---------- DATASET EXTRACT
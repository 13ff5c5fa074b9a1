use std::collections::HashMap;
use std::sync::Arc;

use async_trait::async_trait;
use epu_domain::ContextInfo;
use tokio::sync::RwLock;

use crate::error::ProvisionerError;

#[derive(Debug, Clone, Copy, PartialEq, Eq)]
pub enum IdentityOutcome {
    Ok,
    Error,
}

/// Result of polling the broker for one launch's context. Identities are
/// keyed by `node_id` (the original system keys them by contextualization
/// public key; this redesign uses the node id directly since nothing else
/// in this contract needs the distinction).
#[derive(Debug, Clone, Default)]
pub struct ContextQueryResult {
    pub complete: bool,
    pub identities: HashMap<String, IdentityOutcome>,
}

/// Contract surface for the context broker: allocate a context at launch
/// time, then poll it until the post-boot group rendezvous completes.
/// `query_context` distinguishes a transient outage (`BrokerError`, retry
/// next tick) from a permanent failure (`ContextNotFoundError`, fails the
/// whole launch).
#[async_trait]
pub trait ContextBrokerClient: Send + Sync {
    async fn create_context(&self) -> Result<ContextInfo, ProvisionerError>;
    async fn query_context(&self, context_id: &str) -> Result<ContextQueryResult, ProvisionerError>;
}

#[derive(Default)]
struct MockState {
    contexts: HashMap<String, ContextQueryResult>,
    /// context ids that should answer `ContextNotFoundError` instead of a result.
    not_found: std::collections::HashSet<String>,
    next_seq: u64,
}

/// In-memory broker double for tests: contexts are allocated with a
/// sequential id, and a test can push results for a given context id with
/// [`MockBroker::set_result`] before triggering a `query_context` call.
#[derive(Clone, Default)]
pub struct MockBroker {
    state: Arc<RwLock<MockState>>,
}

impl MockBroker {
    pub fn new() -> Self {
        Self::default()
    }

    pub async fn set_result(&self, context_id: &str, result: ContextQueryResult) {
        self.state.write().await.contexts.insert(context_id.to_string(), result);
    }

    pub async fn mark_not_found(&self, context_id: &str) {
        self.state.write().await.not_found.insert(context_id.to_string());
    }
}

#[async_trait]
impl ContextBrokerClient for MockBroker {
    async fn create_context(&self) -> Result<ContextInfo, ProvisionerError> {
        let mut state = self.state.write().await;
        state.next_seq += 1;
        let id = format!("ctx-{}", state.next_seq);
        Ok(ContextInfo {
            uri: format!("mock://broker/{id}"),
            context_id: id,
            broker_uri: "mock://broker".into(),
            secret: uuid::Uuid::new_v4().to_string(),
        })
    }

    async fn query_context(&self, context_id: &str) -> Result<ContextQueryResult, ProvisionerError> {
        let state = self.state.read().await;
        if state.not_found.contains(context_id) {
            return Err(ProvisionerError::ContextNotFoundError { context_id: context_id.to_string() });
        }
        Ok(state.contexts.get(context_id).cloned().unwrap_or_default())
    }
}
--------------------
§ AIM OF THE TASK
Using the material above, work out the number of lines that include "impl" and answer with that number by itself.

§ TASK SOLUTION
2